**Directions**. Write out the data that follows. Keep every character unchanged.

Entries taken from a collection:
.....

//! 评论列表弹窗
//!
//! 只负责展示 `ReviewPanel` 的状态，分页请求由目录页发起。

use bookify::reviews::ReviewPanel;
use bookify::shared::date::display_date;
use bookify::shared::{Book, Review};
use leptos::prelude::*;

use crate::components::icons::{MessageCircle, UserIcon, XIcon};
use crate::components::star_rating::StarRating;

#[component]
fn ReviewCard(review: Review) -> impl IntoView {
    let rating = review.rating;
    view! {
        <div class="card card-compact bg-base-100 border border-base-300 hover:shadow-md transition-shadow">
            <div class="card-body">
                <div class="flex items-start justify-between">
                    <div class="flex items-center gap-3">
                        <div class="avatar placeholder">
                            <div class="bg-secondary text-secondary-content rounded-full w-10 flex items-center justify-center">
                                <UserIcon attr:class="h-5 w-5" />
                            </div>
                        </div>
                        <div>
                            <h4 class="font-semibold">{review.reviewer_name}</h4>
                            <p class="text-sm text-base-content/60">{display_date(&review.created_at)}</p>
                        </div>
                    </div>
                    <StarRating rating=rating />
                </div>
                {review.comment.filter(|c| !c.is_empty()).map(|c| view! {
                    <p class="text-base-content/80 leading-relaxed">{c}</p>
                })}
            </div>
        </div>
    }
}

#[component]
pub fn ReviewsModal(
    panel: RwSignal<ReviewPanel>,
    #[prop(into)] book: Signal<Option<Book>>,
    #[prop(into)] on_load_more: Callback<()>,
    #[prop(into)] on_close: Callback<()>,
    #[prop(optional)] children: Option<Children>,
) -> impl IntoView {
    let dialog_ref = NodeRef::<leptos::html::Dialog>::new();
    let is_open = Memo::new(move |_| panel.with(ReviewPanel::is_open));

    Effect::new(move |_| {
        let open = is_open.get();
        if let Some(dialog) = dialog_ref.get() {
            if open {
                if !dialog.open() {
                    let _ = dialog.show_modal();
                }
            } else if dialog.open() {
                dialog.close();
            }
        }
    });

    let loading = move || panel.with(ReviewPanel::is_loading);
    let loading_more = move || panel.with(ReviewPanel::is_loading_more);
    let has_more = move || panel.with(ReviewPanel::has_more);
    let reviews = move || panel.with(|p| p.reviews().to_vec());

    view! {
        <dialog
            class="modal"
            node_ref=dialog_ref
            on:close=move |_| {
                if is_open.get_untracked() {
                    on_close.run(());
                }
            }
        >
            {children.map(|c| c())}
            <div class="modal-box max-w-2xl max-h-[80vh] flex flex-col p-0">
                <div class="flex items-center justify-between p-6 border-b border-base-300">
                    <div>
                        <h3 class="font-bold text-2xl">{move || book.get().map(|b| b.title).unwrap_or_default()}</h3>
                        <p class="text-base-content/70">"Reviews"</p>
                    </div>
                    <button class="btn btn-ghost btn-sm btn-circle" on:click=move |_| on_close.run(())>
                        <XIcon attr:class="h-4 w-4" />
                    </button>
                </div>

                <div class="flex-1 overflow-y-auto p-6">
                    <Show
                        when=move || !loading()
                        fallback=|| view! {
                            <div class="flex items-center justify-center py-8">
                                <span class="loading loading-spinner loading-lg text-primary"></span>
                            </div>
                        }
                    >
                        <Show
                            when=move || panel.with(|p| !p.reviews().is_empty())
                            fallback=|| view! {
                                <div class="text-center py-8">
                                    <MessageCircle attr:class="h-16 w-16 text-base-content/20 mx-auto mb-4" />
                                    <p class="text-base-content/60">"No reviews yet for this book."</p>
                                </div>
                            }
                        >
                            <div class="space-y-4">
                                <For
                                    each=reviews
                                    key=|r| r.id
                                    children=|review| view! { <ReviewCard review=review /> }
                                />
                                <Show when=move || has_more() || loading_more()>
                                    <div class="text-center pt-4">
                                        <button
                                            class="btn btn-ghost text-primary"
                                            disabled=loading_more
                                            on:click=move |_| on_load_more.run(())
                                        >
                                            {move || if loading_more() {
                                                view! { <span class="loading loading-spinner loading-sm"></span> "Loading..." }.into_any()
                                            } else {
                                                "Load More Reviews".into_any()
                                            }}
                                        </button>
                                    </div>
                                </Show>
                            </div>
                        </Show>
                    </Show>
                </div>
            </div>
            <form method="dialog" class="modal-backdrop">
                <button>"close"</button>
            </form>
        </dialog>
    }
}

.....

**Written solution**.
//! 评论列表弹窗
//!
//! 只负责展示 `ReviewPanel` 的状态，分页请求由目录页发起。

use bookify::reviews::ReviewPanel;
use bookify::shared::date::display_date;
use bookify::shared::{Book, Review};
use leptos::prelude::*;

use crate::components::icons::{MessageCircle, UserIcon, XIcon};
use crate::components::star_rating::StarRating;

#[component]
fn ReviewCard(review: Review) -> impl IntoView {
    let rating = review.rating;
    view! {
        <div class="card card-compact bg-base-100 border border-base-300 hover:shadow-md transition-shadow">
            <div class="card-body">
                <div class="flex items-start justify-between">
                    <div class="flex items-center gap-3">
                        <div class="avatar placeholder">
                            <div class="bg-secondary text-secondary-content rounded-full w-10 flex items-center justify-center">
                                <UserIcon attr:class="h-5 w-5" />
                            </div>
                        </div>
                        <div>
                            <h4 class="font-semibold">{review.reviewer_name}</h4>
                            <p class="text-sm text-base-content/60">{display_date(&review.created_at)}</p>
                        </div>
                    </div>
                    <StarRating rating=rating />
                </div>
                {review.comment.filter(|c| !c.is_empty()).map(|c| view! {
                    <p class="text-base-content/80 leading-relaxed">{c}</p>
                })}
            </div>
        </div>
    }
}

#[component]
pub fn ReviewsModal(
    panel: RwSignal<ReviewPanel>,
    #[prop(into)] book: Signal<Option<Book>>,
    #[prop(into)] on_load_more: Callback<()>,
    #[prop(into)] on_close: Callback<()>,
    #[prop(optional)] children: Option<Children>,
) -> impl IntoView {
    let dialog_ref = NodeRef::<leptos::html::Dialog>::new();
    let is_open = Memo::new(move |_| panel.with(ReviewPanel::is_open));

    Effect::new(move |_| {
        let open = is_open.get();
        if let Some(dialog) = dialog_ref.get() {
            if open {
                if !dialog.open() {
                    let _ = dialog.show_modal();
                }
            } else if dialog.open() {
                dialog.close();
            }
        }
    });

    let loading = move || panel.with(ReviewPanel::is_loading);
    let loading_more = move || panel.with(ReviewPanel::is_loading_more);
    let has_more = move || panel.with(ReviewPanel::has_more);
    let reviews = move || panel.with(|p| p.reviews().to_vec());

    view! {
        <dialog
            class="modal"
            node_ref=dialog_ref
            on:close=move |_| {
                if is_open.get_untracked() {
                    on_close.run(());
                }
            }
        >
            {children.map(|c| c())}
            <div class="modal-box max-w-2xl max-h-[80vh] flex flex-col p-0">
                <div class="flex items-center justify-between p-6 border-b border-base-300">
                    <div>
                        <h3 class="font-bold text-2xl">{move || book.get().map(|b| b.title).unwrap_or_default()}</h3>
                        <p class="text-base-content/70">"Reviews"</p>
                    </div>
                    <button class="btn btn-ghost btn-sm btn-circle" on:click=move |_| on_close.run(())>
                        <XIcon attr:class="h-4 w-4" />
                    </button>
                </div>

                <div class="flex-1 overflow-y-auto p-6">
                    <Show
                        when=move || !loading()
                        fallback=|| view! {
                            <div class="flex items-center justify-center py-8">
                                <span class="loading loading-spinner loading-lg text-primary"></span>
                            </div>
                        }
                    >
                        <Show
                            when=move || panel.with(|p| !p.reviews().is_empty())
                            fallback=|| view! {
                                <div class="text-center py-8">
                                    <MessageCircle attr:class="h-16 w-16 text-base-content/20 mx-auto mb-4" />
                                    <p class="text-base-content/60">"No reviews yet for this book."</p>
                                </div>
                            }
                        >
                            <div class="space-y-4">
                                <For
                                    each=reviews
                                    key=|r| r.id
                                    children=|review| view! { <ReviewCard review=review /> }
                                />
                                <Show when=move || has_more() || loading_more()>
                                    <div class="text-center pt-4">
                                        <button
                                            class="btn btn-ghost text-primary"
                                            disabled=loading_more
                                            on:click=move |_| on_load_more.run(())
                                        >
                                            {move || if loading_more() {
                                                view! { <span class="loading loading-spinner loading-sm"></span> "Loading..." }.into_any()
                                            } else {
                                                "Load More Reviews".into_any()
                                            }}
                                        </button>
                                    </div>
                                </Show>
                            </div>
                        </Show>
                    </Show>
                </div>
            </div>
            <form method="dialog" class="modal-backdrop">
                <button>"close"</button>
            </form>
        </dialog>
    }
}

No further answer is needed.